Longitudinal changes in insulin sensitivity and beta-cell function
3.2
Insulin sensitivity determined by the ISS model (mSI) was higher in Non-p than T2D-p and PreDM-p at baseline (Figure 1, Table 1). There was no significant difference in mSI between PreDM-p and T2D-p at baseline. During the 10-year follow-up period, mSI decreased in Non-p and the two progressor groups. mSI at the last follow-up decreased by 46.2% compared to the baseline in T2D-p (from 1.28 to 0.69 on average), 31.0% in PreDM-p (from 1.30 to 0.90), and 16.8% (from 1.39 to 1.15) in Non-p (Figure 1A) (see Supplementary Table S1 for details of statistics).
*Longitudinal changes of insulin sensitivity (IS), beta-cell function (BCF), body mass index (BMI) and body fat mass. (A) The longitudinal changes of model-derived sensitivity of insulin (mSI). At baseline, mSI is higher in Non-p than the two progressor groups, but there is no difference in mSI between PreDM-p and T2D-p. Over time, mSI is decreased in all groups. T2D-p exhibit the most worsened insulin resistance (IR), PreDM-p intermediate, and Non-p the least over time. (B) All the three groups are different in model-derived beta-cell function (mBCF) at baseline and decreases, compared to their respective baseline. T2DM-p show the largest reduction from baseline, PreDM-p intermediate, and Non-p the least. (C) The longitudinal changes of BMI from baseline. BMIs of both progressors tend to keep increase and become significantly different from the baseline at year 10. In contrast, BMI of Non-p does not increase. (D) The longitudinal changes of body fat mass from baseline. Body fat mass in the two progressor groups increase over time but does not increase in the Non-p. P < 0.05 vs. baseline. See Supplemental Supplementary Tables S1, S2 for detailed statistics.
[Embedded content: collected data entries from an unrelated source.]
use crate::{
    errors::Result,
    math::{
        constants::{AMP_DECIMALS, DEFAULT_DECIMALS},
        fixed_point::FixedPoint,
    },
};
use alloy_primitives::Address;
use serde::{Deserialize, Serialize};

/// Precision conventions of the target protocol deployment.
#[derive(Debug, Clone, Copy, PartialEq, Eq, Serialize, Deserialize)]
#[serde(default, rename_all = "camelCase")]
pub struct PrecisionConfig {
    /// Decimals of the common internal precision (balances, weights, rates, fees).
    pub decimals: u8,
    /// Decimals of the amplification parameter.
    pub amp_decimals: u8,
}

impl Default for PrecisionConfig {
    fn default() -> Self {
        Self {
            decimals: DEFAULT_DECIMALS,
            amp_decimals: AMP_DECIMALS,
        }
    }
}

impl PrecisionConfig {
    pub fn fixed_point(&self) -> Result<FixedPoint> {
        FixedPoint::new(self.decimals)
    }

    pub fn amp_fixed_point(&self) -> Result<FixedPoint> {
        FixedPoint::new(self.amp_decimals)
    }
}

/// Options for [`parse_pool_info_with`](crate::balancer::pool_info::parse_pool_info_with).
#[derive(Debug, Clone, Default, PartialEq, Eq, Deserialize)]
#[serde(default, rename_all = "camelCase")]
pub struct ParseOptions {
    /// When set, tokens are sorted into vault order and this token is
    /// treated as the wrapped form of the native asset.
    pub wrapped_native_asset: Option<Address>,
    /// Keep the wrapped native asset's address instead of replacing it with
    /// the native asset sentinel.
    pub unwrap_native_asset: bool,
    pub precision: PrecisionConfig,
}

impl ParseOptions {
    pub fn new(wrapped_native_asset: Option<Address>, unwrap_native_asset: bool) -> Self {
        Self {
            wrapped_native_asset,
            unwrap_native_asset,
            precision: PrecisionConfig::default(),
        }
    }

    pub fn from_json(json: &str) -> Result<Self> {
        Ok(serde_json::from_str(json)?)
    }
}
Model-derived beta cell function (mBCF) at baseline was different in the three progression groups: high, intermediate, and low across Non-p, PreDM-p and T2D-p. mBCF at the last follow-up decreased by 43.6% compared to baseline in T2D-p (from 0.29 to 0.16), 18.4% in PreDM-p (from 0.36 to 0.30), and 9.4% in Non-p (from 0.44 to 0.39) (Figure 1B). OGTT-derived markers of IGI and Matsuda index showed the same patterns at baseline and over the longitudinal study (see Supplementary Figure S3, Supplementary Table S3 for details of the statistics). Beta-cell function relative to insulin sensitivity decreased in all three groups but declined most in the T2D-p group, followed by the PreDM-p group (66.4%, 41.4%, 22.2%). The model-derived disposition index (mDI) shows the pattern more clearly than the oral disposition index (oDI) (Supplementary Figure S4).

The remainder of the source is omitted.